É neste ambiente que a justiça criminal deve ser
perspectivada, no meio de tendências, todas elas legítimas, mas contraditórias,
umas com preocupação centrada na defesa dos direitos fundamentais numa época em
que esta defesa começa a ser encarada como obstáculo ao combate à criminalidade,
outras com a preocupação dirigida para a necessidade de se aumentar, a qualquer
custo e preço, a eficácia dos meios preventivos e repressivos do crime.
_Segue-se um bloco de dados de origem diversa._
//! Model catalog for the streaming chat client.

use std::fmt;

use serde::{Deserialize, Serialize};

/// A model the client can request, with its output token ceiling.
///
/// Instances are immutable once constructed. The built-in catalog is
/// addressable by index via [`ModelSpec::by_index`]; hosts with their own
/// model lists can construct specs directly with [`ModelSpec::new`].
#[derive(Debug, Clone, PartialEq, Eq, Hash, Serialize, Deserialize)]
pub struct ModelSpec {
    /// Provider model identifier sent in the request payload.
    pub name: String,
    /// Value for the payload's `max_tokens` field.
    pub max_output_tokens: u32,
}

/// Built-in model catalog: (name, max output tokens).
const CATALOG: &[(&str, u32)] = &[
    ("claude-sonnet-4-20250514", 64_000),
    ("claude-opus-4-1-20250805", 32_000),
    ("claude-3-5-haiku-20241022", 8_192),
];

impl ModelSpec {
    /// Create a model spec for an arbitrary model identifier.
    pub fn new(name: impl Into<String>, max_output_tokens: u32) -> Self {
        Self {
            name: name.into(),
            max_output_tokens,
        }
    }

    /// Look up a model from the built-in catalog by index.
    ///
    /// Returns `None` when the index is out of range.
    pub fn by_index(index: usize) -> Option<Self> {
        CATALOG
            .get(index)
            .map(|&(name, max)| ModelSpec::new(name, max))
    }

    /// Number of entries in the built-in catalog.
    pub fn catalog_len() -> usize {
        CATALOG.len()
    }
}

impl Default for ModelSpec {
    fn default() -> Self {
        ModelSpec::by_index(0).expect("catalog is non-empty")
    }
}

impl fmt::Display for ModelSpec {
    fn fmt(&self, f: &mut fmt::Formatter<'_>) -> fmt::Result {
        write!(f, "{}", self.name)
    }
}
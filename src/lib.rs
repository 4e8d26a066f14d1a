//! # chatpipe
//!
//! Streaming chat completions over a subprocess transport.
//!
//! This crate drives an external HTTP program (`curl` by default) against
//! the Anthropic Messages API with streaming enabled, parses the
//! server-sent events arriving on the subprocess's stdout line by line,
//! and delivers the decoded text fragments to the host application as
//! they arrive. It is built for embedding in hosts that own their own
//! execution context (an editor, a REPL, a UI event loop): every
//! callback is marshaled through a pluggable [`HostExecutor`] so the
//! host decides where its code runs.
//!
//! ## Quick Start
//!
//! ```ignore
//! use chatpipe::{ChatClient, Prompt, Result};
//!
//! #[tokio::main]
//! async fn main() -> Result<()> {
//!     let client = ChatClient::builder().build()?;
//!     let text = client
//!         .send_and_collect(&Prompt::new(
//!             "You are a concise assistant.",
//!             "Explain server-sent events in one sentence.",
//!         ))
//!         .await?;
//!     println!("{}", text);
//!     Ok(())
//! }
//! ```
//!
//! ## Callback Streaming
//!
//! Hosts that cannot poll a stream use [`ChatClient::invoke`] instead:
//!
//! ```ignore
//! use std::sync::Arc;
//! use chatpipe::{ChatClient, InlineExecutor, Prompt};
//!
//! let client = ChatClient::builder()
//!     .executor(Arc::new(InlineExecutor::new()))
//!     .build()?;
//!
//! let handle = client.invoke(
//!     &Prompt::new("", "Hello"),
//!     |chunk| print!("{}", chunk),
//!     |failure| match failure {
//!         None => println!(),
//!         Some(err) => eprintln!("stream failed: {}", err),
//!     },
//! )?;
//! // handle.cancel() aborts the run at any point.
//! # Ok::<(), chatpipe::Error>(())
//! ```
//!
//! ## Architecture
//!
//! ```text
//! ┌────────────┐   build_request   ┌─────────────────┐
//! │ ChatClient │ ────────────────▶ │  StreamRunner   │
//! └────────────┘                   └────────┬────────┘
//!                                           │ spawn
//!                                  ┌────────▼────────┐
//!                                  │ TransportProcess│ (curl)
//!                                  └────────┬────────┘
//!                                           │ stdout lines
//!                                  ┌────────▼────────┐
//!                                  │    SseParser    │
//!                                  └────────┬────────┘
//!                                           │ text fragments
//!                                  ┌────────▼────────┐
//!                                  │  HostExecutor   │ ──▶ on_chunk / on_exit
//!                                  └─────────────────┘
//! ```

pub mod client;
pub mod config;
pub mod error;
pub mod executor;
pub mod observe;
pub mod process;
pub mod request;
pub mod sse;
pub mod template;

pub use client::{ChatClient, ChatClientBuilder, FragmentStream};
pub use config::{ClientConfig, ClientConfigBuilder, ModelSpec};
pub use error::{Error, Result};
pub use executor::{HostExecutor, InlineExecutor, Job, JobQueue, QueueExecutor};
pub use observe::{DebugSink, LoggingObserver, LoggingSink, StreamObserver};
pub use process::{RunHandle, StreamRunner, TransportProcess};
pub use request::{build_request, Message, Prompt, Role, TransportInvocation};
pub use sse::SseParser;
pub use template::{TemplateRenderer, VarSubstRenderer};

#[cfg(test)]
mod tests {
    use super::*;

    fn assert_send_sync<T: Send + Sync>() {}

    #[test]
    fn public_types_are_send_sync() {
        assert_send_sync::<ChatClient>();
        assert_send_sync::<ClientConfig>();
        assert_send_sync::<Error>();
        assert_send_sync::<RunHandle>();
        assert_send_sync::<StreamRunner>();
        assert_send_sync::<Prompt>();
        assert_send_sync::<ModelSpec>();
    }
}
Ao optarmos por viver em democracia e em liberdade,
escolhemos uma forma de vida essencial. Ironia trágica seria permitir que o
combate ao crime nos fizesse viver fora da democracia e sem liberdade! A
escolha – e já tenho afirmado em várias ocasiões, mas não me canso de o repetir
– não pode ser outra a não ser esta: combater com eficácia a criminalidade, mas
sempre no quadro da democracia e sem pôr em causa o núcleo essencial e
irredutível do Estado de direito.
Os trabalhos de preparação dos códigos penal e
processual penal vigentes tiveram lugar, respectivamente, há 18 e 16 anos. Tempo demasiado longo, nos dias
complexos e dinâmicos de hoje, para permanecerem intocados. Nós mesmo temos, há
algum tempo, sufragado a necessidade de uma reavaliação da sua adequação e
actualidade às exigências hodiernas doutrinárias, operacionais e de respostas a
novas fenomenologias criminais. Estamos longe das épocas e tempos em que a
vetustez dos códigos resistia a uma centena ou mais de anos.
Reformar, reavaliar, sim, com ousadia, com
criatividade, mas com maturidade, sabedoria, sentido das exigências, qualidade,
inteligência e lucidez reformistas e evitar tentações de fuga em frente,
modismos inócuos ou obsessiva preocupação de dar satisfação a pressões
populistas e demagógicas que, a prazo, se revelarão pior emenda que o soneto.
E, naturalmente, respeito pela Constituição vigente.
A sociedade livre e democrática pode consentir numa
certa compressão de direitos na medida em que ela se mostrar estritamente
necessária para garantir um nível de combate à criminalidade que contenha os
delitos num grau suportável pela comunidade. Mas já não será de forma alguma
aceitável a tese segundo a qual consoante mais direitos e liberdades forem
assegurados aos cidadãos, menor é a capacidade de combate à criminalidade! Que,
por isso, se a sociedade pretender um elevado nível de combate ao crime, deve
consentir na redução dos direitos.
A sociedade livre e democrática não pode ficar
descaracterizada nos seus traços essenciais ao tomar sobre si esta gigantesca
tarefa de combate à criminalidade.
A única forma de se combater o crime num Estado de
Direito Democrática é respeitando os limites impostos pelo próprio Estado de
Direito Democrático, os seus princípios e os seus valores fundamentais. É
combater o crime dentro das barreiras do Estado de Direito Democrático e não
fora delas.
Senhores Magistrados
Senhores Advogados
Minhas Senhoras e meus senhores
Tenho sempre afirmado que podemos – e devemos –
fazer reformas legislativas ao nível da legislação penal e processual penal que
permitam melhorar a nossa capacidade de combater o crime e de garantir a
legalidade democrática e a paz social. Novos procedimentos e novos institutos
podem ser pensados a esse propósito, assegurando uma resposta adequada aos
desafios da criminalidade do nosso tempo. E essa reposta, como já o tenho
afirmado em outras ocasiões, é tanto mais consistente quanto maior for a
concertação entre as nações com interesse na matéria.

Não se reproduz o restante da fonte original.